**EXERCISE REQUIREMENTS:** Please work out how many lines in the entries below include the string "EnvFilter", and reply with the number alone.

**DATA SUPPLIED:**

^^^^

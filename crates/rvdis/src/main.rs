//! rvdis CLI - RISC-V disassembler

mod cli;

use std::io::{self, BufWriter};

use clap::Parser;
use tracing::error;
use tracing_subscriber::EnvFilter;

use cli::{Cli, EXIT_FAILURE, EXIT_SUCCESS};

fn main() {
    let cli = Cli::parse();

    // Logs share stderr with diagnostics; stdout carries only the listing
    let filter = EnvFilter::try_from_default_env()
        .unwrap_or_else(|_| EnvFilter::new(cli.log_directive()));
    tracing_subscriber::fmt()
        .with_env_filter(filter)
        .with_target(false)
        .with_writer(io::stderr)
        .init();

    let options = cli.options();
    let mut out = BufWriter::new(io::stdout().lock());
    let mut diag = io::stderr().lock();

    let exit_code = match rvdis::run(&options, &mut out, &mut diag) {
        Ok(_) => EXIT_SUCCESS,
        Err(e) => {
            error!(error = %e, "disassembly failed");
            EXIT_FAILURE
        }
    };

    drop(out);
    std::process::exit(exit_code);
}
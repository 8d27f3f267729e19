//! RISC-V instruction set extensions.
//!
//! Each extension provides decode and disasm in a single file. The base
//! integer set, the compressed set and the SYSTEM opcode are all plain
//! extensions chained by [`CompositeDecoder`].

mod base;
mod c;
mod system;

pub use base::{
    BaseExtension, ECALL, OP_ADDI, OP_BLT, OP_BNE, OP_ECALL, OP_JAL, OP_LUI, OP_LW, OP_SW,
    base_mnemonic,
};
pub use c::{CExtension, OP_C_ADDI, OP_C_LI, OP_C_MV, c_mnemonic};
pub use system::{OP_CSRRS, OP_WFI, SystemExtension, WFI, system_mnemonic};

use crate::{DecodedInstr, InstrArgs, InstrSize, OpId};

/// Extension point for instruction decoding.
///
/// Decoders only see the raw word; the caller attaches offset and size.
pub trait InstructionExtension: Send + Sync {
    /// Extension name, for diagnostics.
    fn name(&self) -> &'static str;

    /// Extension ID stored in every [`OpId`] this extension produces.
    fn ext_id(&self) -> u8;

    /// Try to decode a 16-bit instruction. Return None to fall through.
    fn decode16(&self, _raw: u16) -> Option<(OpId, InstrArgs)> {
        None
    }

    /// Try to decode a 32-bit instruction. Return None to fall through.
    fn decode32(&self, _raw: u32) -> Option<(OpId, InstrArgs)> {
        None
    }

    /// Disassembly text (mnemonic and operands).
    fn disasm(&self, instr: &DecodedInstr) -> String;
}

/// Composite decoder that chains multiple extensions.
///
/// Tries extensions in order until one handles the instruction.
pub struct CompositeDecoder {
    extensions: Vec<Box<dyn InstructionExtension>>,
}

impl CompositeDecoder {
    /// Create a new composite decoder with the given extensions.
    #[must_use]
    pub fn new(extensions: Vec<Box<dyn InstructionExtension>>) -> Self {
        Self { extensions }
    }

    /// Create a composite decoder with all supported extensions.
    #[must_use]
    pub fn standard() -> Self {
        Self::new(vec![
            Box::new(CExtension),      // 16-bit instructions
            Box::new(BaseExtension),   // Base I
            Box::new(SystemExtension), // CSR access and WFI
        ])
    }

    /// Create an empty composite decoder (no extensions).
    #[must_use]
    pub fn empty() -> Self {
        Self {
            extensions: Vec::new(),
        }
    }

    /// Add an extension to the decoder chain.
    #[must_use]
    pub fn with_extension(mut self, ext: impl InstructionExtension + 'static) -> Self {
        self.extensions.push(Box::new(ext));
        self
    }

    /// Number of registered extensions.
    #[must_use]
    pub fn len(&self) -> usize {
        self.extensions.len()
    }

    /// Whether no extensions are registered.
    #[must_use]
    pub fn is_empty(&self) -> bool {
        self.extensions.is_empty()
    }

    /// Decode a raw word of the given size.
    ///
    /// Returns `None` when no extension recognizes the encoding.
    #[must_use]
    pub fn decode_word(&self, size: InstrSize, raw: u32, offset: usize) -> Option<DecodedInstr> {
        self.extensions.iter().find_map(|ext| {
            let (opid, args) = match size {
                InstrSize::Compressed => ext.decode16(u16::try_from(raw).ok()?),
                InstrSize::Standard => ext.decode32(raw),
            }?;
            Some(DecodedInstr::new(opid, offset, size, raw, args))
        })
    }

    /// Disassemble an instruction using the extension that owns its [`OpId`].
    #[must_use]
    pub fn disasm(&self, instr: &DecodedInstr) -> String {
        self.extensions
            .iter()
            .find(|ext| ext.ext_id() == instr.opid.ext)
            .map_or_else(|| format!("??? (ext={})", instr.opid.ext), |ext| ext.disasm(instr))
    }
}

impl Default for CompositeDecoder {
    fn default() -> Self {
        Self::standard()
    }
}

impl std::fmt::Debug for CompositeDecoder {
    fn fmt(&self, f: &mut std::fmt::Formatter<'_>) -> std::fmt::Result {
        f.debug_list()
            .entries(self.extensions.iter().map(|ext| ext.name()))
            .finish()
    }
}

^^^^

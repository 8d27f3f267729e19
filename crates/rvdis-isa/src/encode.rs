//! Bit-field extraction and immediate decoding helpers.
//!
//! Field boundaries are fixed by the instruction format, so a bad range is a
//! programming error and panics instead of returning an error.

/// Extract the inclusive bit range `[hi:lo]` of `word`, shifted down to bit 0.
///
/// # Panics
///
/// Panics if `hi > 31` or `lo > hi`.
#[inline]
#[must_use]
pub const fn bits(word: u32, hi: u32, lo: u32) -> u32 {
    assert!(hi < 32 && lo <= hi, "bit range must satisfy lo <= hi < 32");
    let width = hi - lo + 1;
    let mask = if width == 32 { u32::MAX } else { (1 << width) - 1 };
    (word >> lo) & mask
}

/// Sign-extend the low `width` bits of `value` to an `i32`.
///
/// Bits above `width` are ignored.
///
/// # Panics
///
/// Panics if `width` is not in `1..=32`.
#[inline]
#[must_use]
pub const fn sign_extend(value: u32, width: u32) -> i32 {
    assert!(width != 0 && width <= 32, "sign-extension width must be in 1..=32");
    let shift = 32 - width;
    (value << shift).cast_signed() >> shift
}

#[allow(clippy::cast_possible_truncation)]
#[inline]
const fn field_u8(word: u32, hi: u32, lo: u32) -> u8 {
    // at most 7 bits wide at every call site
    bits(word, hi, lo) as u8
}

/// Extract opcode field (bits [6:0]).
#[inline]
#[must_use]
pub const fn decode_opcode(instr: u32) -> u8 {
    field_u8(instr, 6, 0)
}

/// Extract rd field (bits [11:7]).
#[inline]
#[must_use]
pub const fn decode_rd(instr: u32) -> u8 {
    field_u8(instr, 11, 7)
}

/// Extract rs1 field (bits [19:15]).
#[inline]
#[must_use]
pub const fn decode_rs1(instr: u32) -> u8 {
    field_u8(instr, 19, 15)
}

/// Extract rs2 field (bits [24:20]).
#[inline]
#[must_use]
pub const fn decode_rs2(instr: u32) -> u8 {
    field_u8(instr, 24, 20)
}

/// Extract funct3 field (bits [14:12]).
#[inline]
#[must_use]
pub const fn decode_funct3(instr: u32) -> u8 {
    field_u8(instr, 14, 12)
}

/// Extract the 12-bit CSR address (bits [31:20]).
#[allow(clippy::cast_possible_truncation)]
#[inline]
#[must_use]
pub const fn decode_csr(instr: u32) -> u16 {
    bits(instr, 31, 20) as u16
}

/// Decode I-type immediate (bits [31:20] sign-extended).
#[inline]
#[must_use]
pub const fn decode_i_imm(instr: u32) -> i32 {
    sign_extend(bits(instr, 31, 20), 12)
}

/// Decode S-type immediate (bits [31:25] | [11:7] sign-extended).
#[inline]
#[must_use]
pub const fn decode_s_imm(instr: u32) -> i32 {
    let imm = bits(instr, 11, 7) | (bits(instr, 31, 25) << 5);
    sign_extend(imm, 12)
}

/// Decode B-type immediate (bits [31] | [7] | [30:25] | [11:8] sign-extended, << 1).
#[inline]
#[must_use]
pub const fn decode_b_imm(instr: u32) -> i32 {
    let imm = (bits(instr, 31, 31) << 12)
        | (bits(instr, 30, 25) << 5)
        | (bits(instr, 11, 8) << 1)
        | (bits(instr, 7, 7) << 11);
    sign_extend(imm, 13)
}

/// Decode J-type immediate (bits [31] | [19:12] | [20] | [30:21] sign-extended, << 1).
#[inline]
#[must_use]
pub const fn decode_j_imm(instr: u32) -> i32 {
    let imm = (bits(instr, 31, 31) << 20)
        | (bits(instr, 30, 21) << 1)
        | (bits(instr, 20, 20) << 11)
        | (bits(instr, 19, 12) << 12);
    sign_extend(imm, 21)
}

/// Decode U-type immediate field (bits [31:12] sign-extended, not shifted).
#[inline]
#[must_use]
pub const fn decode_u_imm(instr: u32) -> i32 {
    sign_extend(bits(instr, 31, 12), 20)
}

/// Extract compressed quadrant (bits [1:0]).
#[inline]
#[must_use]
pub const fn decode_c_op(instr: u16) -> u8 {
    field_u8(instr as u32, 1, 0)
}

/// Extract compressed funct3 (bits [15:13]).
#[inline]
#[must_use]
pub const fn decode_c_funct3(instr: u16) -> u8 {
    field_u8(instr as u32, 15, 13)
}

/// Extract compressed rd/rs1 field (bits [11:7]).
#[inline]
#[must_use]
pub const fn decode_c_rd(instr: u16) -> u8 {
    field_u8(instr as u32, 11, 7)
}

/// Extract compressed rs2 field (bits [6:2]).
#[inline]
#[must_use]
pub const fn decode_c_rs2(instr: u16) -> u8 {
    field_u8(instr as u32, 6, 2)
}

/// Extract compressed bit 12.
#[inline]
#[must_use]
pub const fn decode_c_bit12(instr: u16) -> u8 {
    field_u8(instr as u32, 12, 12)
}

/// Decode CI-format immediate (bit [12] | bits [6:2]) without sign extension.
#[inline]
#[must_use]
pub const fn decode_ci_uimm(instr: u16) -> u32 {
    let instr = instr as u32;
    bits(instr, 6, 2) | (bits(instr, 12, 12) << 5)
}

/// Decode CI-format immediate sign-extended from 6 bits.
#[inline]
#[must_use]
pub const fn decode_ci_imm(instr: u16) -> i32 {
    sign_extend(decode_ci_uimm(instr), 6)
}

^^^^

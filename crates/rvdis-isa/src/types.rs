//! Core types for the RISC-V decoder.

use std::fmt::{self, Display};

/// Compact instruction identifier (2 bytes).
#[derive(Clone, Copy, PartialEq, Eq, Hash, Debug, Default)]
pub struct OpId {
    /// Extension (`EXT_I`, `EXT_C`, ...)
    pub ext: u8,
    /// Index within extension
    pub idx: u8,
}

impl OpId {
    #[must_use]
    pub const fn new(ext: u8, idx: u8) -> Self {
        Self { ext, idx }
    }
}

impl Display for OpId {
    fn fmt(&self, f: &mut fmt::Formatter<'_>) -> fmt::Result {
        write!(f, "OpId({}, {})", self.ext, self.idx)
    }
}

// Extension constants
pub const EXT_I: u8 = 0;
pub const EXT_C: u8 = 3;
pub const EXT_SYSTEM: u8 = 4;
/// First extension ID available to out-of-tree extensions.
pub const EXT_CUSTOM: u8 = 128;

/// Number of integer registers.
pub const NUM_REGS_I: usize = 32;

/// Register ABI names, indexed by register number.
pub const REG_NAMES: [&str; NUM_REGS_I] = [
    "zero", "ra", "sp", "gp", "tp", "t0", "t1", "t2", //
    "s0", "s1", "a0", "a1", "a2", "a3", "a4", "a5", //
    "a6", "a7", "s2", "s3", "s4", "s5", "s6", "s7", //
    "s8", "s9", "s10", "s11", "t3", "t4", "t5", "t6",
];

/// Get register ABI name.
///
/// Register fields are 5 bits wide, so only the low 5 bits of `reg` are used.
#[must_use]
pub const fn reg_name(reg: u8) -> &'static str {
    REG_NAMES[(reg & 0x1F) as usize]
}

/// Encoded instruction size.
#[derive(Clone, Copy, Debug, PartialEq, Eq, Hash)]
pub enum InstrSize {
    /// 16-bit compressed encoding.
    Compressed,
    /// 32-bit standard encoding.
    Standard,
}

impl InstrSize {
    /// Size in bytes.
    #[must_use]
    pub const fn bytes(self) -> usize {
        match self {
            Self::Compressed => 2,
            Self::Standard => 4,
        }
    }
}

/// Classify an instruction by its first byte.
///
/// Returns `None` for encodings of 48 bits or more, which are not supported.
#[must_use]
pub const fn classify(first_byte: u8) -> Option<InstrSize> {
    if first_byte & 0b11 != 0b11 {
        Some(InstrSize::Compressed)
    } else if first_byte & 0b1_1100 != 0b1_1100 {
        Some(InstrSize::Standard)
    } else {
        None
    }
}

^^^^

**YOUR SOLUTION:** 3